WORK REQUIRED
If a line of the data below holds the word "there", list it.
═══ MATERIAL PROVIDED
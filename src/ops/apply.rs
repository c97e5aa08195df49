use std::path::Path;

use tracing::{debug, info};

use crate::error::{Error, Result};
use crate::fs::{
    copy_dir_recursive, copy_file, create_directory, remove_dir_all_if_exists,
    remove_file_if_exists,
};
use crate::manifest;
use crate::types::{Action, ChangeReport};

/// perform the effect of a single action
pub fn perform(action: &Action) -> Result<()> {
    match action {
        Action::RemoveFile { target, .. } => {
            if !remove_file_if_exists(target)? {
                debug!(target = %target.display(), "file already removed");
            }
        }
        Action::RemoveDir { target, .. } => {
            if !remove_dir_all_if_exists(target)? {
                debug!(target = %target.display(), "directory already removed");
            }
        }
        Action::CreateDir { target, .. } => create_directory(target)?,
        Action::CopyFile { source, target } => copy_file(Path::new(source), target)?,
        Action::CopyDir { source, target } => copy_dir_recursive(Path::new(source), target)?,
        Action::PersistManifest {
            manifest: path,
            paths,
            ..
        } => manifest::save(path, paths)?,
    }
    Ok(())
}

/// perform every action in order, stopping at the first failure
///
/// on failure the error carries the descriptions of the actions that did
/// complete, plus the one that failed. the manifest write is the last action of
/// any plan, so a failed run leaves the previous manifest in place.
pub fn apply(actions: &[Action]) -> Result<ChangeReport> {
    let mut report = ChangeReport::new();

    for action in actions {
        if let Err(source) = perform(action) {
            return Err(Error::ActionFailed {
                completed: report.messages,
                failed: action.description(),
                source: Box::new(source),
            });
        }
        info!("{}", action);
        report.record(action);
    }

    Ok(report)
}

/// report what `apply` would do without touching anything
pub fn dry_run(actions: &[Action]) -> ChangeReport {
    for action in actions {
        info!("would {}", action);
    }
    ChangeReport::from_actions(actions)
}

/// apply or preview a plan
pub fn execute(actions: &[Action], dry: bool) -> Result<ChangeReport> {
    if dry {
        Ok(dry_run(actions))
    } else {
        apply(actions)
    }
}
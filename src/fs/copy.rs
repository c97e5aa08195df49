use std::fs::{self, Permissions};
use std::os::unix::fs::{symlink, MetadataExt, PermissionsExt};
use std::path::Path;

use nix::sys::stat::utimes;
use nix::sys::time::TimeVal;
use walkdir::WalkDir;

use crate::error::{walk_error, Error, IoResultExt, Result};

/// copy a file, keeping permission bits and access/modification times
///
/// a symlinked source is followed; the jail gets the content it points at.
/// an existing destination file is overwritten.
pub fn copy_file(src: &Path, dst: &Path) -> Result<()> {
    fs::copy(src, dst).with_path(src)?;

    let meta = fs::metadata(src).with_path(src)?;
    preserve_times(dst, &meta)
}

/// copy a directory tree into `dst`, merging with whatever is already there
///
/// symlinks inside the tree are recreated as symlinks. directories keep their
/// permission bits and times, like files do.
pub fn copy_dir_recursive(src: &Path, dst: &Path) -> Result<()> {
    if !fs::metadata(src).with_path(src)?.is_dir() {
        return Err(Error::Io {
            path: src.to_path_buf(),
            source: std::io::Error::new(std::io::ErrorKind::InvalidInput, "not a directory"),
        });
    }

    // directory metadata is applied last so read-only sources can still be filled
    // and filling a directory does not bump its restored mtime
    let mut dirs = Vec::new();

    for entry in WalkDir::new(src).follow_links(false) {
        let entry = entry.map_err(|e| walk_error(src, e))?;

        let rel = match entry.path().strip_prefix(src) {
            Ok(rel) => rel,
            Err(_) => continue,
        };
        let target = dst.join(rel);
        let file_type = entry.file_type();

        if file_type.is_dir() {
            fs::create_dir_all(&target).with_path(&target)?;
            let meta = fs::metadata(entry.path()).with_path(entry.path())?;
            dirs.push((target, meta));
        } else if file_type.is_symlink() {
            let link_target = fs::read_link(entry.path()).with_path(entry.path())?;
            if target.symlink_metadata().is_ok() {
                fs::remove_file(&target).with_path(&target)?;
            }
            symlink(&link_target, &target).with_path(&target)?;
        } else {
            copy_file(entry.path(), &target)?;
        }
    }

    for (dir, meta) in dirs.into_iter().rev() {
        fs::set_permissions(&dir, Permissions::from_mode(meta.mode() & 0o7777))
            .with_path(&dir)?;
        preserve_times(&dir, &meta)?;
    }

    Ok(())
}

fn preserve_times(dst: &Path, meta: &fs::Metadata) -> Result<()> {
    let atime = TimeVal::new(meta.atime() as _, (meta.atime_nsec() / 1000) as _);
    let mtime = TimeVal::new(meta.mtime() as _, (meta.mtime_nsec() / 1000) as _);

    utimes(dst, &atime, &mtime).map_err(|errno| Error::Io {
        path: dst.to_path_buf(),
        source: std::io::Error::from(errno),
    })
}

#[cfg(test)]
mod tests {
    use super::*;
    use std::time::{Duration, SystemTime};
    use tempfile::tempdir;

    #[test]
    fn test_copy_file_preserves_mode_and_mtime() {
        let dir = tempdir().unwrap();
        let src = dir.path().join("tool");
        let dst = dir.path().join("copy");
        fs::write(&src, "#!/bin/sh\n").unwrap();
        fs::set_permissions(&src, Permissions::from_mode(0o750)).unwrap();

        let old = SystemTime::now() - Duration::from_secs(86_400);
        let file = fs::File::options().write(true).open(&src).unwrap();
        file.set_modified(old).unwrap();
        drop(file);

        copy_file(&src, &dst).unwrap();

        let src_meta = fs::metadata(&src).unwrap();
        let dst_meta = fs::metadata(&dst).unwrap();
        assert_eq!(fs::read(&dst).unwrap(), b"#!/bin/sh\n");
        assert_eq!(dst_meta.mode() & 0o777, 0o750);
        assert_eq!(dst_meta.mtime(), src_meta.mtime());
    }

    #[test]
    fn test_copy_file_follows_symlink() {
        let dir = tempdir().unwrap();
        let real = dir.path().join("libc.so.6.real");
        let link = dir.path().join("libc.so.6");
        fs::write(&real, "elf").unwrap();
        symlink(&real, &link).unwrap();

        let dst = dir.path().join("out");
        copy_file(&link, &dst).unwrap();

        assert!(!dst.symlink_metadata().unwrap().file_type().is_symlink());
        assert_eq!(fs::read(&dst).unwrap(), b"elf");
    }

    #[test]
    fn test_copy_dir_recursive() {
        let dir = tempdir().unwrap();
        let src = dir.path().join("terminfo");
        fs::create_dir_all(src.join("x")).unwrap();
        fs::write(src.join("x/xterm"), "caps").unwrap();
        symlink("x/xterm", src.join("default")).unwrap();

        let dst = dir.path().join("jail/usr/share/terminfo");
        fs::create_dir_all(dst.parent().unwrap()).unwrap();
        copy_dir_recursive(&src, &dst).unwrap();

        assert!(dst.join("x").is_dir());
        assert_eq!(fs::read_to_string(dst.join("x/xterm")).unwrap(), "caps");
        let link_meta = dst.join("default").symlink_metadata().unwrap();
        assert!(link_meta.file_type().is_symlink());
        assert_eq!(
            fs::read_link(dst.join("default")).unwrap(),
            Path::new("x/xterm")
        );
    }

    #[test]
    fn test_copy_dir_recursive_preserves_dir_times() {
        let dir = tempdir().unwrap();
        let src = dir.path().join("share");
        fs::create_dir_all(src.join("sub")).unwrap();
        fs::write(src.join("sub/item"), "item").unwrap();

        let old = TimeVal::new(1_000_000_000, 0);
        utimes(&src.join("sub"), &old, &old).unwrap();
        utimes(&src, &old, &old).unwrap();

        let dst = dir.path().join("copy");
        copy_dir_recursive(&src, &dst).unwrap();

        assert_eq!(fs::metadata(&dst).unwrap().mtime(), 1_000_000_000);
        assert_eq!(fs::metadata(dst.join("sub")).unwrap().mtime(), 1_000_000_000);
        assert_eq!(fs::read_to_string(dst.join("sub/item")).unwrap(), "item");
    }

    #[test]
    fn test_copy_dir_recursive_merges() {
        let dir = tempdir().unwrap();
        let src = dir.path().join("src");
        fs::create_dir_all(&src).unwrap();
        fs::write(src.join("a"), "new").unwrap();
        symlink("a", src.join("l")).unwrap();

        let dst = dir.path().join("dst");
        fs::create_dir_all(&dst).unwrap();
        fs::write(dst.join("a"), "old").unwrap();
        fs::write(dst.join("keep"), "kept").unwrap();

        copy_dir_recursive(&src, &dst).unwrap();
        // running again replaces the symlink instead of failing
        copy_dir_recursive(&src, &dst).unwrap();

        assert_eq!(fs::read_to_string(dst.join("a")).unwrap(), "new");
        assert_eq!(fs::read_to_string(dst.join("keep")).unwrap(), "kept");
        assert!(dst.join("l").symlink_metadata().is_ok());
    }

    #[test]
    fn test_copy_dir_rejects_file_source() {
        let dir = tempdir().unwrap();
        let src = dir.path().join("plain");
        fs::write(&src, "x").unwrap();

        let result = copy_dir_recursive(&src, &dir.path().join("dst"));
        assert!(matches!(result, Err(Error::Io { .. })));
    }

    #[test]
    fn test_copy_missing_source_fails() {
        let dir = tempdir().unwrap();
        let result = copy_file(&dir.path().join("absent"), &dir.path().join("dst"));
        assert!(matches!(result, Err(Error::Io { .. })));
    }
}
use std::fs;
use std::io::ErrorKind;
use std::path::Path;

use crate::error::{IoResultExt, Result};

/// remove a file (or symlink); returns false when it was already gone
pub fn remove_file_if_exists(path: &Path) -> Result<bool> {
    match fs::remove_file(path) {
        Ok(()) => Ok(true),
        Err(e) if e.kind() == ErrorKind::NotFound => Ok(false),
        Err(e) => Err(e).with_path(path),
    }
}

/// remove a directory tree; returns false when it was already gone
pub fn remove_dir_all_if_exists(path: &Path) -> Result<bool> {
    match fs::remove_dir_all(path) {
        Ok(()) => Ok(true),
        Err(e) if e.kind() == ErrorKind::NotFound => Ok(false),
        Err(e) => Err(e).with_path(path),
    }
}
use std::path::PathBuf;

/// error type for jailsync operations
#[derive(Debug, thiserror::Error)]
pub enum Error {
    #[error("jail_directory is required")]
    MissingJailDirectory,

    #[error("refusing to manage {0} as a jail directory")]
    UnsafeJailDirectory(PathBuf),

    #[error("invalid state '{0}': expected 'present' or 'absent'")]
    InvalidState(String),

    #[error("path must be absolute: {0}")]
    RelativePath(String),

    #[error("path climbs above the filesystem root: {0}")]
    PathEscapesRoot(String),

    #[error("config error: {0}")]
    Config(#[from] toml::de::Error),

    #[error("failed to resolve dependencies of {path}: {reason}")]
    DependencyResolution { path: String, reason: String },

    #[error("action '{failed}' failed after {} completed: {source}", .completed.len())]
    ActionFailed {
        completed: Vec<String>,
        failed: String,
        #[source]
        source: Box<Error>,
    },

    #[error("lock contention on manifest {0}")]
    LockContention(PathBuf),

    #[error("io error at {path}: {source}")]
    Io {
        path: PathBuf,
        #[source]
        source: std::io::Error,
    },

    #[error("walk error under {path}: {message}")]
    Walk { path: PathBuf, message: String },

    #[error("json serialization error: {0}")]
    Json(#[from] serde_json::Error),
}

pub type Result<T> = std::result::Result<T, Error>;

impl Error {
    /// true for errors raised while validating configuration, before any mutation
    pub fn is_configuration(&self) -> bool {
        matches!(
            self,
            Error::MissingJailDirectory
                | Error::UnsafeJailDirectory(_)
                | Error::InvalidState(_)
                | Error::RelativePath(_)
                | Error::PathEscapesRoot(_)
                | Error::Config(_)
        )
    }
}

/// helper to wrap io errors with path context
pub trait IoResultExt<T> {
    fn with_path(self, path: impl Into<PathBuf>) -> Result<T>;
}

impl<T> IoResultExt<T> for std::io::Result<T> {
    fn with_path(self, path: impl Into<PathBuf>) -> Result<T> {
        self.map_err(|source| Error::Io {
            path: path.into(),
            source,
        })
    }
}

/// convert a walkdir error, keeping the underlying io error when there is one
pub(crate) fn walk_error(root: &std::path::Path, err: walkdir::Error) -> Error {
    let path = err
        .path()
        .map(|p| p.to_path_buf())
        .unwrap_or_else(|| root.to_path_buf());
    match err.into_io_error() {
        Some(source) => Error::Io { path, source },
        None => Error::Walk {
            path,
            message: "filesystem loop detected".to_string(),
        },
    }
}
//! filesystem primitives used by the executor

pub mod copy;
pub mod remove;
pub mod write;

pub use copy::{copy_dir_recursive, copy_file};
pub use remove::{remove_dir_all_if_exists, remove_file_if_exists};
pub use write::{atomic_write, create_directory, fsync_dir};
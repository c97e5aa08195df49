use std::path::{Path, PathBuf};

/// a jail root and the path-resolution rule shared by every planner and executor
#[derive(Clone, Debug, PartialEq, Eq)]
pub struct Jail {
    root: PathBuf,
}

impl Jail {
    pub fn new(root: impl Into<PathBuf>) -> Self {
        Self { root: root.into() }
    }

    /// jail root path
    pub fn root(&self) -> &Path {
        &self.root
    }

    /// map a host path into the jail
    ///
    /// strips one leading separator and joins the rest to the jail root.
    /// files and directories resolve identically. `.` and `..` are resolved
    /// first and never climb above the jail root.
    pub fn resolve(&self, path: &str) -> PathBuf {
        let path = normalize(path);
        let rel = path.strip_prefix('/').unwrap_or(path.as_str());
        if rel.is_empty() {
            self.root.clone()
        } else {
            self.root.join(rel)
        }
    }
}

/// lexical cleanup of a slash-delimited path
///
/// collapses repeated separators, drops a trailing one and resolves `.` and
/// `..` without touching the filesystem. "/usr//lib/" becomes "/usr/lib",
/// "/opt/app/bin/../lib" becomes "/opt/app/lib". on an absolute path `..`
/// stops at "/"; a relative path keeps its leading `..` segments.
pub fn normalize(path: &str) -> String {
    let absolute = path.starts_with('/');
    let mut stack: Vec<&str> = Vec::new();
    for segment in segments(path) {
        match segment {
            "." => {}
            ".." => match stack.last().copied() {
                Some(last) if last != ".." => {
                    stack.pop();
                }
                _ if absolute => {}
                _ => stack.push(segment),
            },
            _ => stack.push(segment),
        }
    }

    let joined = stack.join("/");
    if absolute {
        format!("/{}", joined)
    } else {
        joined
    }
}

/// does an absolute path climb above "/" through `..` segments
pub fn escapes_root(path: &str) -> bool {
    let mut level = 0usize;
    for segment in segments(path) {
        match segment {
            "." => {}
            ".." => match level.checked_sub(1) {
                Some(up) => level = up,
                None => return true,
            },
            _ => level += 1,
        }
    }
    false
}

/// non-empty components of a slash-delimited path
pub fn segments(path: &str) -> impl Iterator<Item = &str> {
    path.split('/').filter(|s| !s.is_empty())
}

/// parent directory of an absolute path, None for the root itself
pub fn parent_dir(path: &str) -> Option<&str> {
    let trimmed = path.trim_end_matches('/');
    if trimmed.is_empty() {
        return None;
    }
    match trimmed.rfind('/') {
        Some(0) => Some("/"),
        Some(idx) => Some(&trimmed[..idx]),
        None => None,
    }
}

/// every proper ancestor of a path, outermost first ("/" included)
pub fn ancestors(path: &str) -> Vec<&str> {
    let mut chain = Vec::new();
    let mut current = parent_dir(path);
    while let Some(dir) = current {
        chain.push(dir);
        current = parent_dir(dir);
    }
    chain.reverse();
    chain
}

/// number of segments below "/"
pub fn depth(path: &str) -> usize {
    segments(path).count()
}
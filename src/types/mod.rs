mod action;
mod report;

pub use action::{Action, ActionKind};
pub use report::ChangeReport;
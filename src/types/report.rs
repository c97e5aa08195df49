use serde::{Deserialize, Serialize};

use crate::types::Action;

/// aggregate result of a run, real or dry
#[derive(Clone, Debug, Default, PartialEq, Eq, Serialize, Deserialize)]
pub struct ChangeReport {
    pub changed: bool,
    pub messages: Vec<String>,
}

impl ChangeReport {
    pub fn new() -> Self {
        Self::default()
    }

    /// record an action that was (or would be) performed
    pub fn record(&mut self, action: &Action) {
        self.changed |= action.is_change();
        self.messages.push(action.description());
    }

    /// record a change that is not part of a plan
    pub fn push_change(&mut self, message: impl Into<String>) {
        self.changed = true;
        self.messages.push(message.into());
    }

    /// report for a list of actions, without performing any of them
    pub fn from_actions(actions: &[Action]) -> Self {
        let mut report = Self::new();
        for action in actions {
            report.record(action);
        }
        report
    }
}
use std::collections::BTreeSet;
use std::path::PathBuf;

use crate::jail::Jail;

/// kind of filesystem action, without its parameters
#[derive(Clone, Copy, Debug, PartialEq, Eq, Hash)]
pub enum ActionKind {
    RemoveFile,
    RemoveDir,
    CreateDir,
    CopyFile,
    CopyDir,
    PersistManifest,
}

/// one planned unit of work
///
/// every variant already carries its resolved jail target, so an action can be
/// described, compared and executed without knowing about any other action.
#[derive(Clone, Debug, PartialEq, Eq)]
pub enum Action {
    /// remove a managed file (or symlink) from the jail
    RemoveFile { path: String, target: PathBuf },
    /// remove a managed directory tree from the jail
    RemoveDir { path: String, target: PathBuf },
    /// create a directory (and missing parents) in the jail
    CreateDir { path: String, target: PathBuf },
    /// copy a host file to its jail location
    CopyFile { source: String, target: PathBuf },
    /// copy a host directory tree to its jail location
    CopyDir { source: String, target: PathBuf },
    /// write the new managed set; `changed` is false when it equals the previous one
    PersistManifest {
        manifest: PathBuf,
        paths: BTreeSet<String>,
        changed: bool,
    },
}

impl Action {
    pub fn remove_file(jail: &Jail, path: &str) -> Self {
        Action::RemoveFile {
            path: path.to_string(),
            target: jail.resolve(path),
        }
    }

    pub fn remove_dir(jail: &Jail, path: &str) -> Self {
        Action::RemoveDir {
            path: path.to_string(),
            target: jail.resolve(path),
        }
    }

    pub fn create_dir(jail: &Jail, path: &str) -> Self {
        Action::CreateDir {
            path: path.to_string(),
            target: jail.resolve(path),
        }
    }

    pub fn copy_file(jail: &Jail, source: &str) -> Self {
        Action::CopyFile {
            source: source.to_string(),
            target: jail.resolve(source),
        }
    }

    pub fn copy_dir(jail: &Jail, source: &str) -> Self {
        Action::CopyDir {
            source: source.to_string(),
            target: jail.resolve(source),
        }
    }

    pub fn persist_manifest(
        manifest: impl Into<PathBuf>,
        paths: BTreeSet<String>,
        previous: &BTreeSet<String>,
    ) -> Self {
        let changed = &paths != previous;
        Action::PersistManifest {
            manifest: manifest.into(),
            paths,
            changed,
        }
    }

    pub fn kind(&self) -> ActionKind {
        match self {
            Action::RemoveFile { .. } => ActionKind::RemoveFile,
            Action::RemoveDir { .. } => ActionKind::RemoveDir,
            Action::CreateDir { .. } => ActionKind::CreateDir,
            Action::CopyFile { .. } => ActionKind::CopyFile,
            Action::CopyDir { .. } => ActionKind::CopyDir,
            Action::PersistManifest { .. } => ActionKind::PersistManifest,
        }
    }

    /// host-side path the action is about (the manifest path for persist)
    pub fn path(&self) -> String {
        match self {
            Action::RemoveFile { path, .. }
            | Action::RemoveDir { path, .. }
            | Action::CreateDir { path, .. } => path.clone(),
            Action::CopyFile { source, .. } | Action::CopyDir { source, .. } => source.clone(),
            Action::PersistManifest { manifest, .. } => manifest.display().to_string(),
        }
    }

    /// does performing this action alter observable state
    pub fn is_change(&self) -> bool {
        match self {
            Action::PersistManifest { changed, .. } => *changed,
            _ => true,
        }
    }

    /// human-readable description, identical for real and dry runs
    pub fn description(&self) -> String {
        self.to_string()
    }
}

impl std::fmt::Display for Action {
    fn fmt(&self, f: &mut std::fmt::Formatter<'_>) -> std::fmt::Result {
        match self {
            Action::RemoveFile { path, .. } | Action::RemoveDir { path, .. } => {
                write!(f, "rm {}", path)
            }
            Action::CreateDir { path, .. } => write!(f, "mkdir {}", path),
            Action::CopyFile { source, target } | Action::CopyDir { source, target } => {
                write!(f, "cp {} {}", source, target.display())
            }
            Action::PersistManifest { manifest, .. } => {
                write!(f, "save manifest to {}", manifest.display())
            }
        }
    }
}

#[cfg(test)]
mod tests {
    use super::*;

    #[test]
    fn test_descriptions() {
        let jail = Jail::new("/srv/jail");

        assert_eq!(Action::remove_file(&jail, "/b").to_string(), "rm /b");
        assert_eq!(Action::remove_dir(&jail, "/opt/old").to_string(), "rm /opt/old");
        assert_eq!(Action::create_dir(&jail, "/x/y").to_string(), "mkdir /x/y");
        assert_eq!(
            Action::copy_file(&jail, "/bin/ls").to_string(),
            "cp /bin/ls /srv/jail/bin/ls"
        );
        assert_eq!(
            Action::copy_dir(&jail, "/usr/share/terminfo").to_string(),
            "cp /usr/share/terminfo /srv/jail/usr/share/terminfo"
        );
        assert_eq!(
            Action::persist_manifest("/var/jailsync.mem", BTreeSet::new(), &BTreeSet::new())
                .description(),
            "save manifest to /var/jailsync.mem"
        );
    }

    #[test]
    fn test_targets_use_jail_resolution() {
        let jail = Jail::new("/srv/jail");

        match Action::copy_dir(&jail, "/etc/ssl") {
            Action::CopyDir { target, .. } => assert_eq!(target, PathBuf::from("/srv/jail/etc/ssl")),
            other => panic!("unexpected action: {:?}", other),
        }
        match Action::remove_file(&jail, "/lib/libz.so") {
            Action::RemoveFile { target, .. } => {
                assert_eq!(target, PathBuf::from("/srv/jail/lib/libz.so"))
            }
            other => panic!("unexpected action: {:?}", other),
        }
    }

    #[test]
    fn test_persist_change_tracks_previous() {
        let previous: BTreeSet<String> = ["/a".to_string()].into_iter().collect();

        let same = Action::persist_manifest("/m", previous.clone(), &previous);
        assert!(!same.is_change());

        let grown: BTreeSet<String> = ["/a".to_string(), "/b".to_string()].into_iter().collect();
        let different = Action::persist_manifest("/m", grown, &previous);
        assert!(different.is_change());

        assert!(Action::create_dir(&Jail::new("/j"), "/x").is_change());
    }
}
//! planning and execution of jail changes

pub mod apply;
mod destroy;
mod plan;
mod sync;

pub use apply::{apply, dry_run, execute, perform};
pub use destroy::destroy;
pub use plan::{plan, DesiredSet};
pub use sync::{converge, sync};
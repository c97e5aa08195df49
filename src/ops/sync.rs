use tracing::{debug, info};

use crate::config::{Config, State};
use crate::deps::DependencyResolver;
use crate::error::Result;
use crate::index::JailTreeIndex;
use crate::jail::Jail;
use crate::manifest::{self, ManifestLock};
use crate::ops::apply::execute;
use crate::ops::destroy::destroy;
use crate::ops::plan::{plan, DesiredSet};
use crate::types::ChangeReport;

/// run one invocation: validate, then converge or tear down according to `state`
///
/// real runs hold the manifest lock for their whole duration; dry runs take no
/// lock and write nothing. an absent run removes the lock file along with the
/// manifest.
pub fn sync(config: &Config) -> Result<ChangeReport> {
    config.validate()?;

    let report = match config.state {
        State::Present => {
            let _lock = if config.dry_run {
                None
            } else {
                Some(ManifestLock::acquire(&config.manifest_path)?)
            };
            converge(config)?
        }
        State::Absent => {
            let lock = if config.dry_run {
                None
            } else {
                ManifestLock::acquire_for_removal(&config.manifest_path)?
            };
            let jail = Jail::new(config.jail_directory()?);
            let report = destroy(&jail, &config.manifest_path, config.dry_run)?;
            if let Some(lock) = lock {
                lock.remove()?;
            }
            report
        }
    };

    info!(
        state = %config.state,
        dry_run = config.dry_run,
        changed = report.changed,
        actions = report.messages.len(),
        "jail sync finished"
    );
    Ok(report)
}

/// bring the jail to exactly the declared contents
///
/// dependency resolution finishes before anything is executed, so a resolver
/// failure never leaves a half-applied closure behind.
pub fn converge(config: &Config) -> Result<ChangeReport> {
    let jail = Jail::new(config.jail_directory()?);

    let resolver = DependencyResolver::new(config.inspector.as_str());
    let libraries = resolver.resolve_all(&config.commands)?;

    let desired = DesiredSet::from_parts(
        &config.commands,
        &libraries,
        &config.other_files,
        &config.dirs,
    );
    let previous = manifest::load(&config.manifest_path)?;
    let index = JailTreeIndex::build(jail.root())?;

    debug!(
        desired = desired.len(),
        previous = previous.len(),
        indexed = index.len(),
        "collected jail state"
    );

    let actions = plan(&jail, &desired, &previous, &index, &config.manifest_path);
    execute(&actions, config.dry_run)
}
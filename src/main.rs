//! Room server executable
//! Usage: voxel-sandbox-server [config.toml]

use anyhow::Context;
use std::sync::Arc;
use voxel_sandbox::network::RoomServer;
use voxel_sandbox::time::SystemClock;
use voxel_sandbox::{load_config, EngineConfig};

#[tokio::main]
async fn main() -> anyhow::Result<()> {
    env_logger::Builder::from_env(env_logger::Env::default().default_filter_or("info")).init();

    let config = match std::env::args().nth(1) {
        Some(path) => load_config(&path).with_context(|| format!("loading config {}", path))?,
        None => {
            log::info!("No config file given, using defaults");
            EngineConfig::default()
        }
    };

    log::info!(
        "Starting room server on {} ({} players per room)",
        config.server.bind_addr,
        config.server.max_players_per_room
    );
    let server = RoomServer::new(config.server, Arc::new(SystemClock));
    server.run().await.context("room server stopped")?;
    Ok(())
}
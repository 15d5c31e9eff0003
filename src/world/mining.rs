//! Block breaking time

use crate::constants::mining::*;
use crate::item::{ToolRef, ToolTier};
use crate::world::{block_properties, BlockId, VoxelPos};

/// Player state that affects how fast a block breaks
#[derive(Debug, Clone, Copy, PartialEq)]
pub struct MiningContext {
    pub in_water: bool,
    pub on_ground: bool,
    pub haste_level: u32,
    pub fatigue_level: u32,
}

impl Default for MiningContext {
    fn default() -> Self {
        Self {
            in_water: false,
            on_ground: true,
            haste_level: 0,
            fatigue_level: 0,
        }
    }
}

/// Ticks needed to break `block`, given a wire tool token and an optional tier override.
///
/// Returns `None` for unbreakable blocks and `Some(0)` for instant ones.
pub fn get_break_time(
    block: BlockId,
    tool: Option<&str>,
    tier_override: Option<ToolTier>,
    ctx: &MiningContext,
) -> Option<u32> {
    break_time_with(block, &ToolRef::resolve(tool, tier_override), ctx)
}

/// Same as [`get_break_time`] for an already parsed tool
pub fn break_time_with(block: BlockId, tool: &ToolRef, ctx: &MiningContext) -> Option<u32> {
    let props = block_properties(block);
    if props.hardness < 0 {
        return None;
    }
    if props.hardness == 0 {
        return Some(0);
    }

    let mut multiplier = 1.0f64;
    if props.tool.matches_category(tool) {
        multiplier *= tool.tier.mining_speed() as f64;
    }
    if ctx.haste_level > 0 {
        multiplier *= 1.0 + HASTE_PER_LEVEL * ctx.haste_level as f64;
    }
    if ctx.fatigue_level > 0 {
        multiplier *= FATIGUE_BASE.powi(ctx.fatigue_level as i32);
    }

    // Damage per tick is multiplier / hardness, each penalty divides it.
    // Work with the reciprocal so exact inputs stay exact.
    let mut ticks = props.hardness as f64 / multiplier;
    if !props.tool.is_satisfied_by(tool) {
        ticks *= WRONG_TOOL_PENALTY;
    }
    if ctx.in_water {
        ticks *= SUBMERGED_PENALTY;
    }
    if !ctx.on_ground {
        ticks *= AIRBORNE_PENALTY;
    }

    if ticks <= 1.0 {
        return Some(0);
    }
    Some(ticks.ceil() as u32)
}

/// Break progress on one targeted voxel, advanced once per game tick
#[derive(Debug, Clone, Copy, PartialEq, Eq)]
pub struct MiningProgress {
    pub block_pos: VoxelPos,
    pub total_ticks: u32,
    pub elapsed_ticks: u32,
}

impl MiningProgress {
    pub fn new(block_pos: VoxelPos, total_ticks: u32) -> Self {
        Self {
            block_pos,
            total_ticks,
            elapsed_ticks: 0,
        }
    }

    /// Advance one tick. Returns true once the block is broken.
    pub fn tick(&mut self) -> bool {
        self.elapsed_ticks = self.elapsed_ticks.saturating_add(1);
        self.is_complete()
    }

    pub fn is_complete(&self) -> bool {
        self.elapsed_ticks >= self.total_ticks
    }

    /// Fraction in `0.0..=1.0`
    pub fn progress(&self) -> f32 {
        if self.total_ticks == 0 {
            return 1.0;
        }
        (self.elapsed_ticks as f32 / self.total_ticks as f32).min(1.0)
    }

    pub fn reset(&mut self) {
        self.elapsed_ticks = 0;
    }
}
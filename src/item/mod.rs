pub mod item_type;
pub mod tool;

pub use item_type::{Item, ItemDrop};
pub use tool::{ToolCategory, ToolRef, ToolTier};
══════
TASK SOLUTION
/// copy a directory tree into `dst`, merging with whatever is already there
/// convert a walkdir error, keeping the underlying io error when there is one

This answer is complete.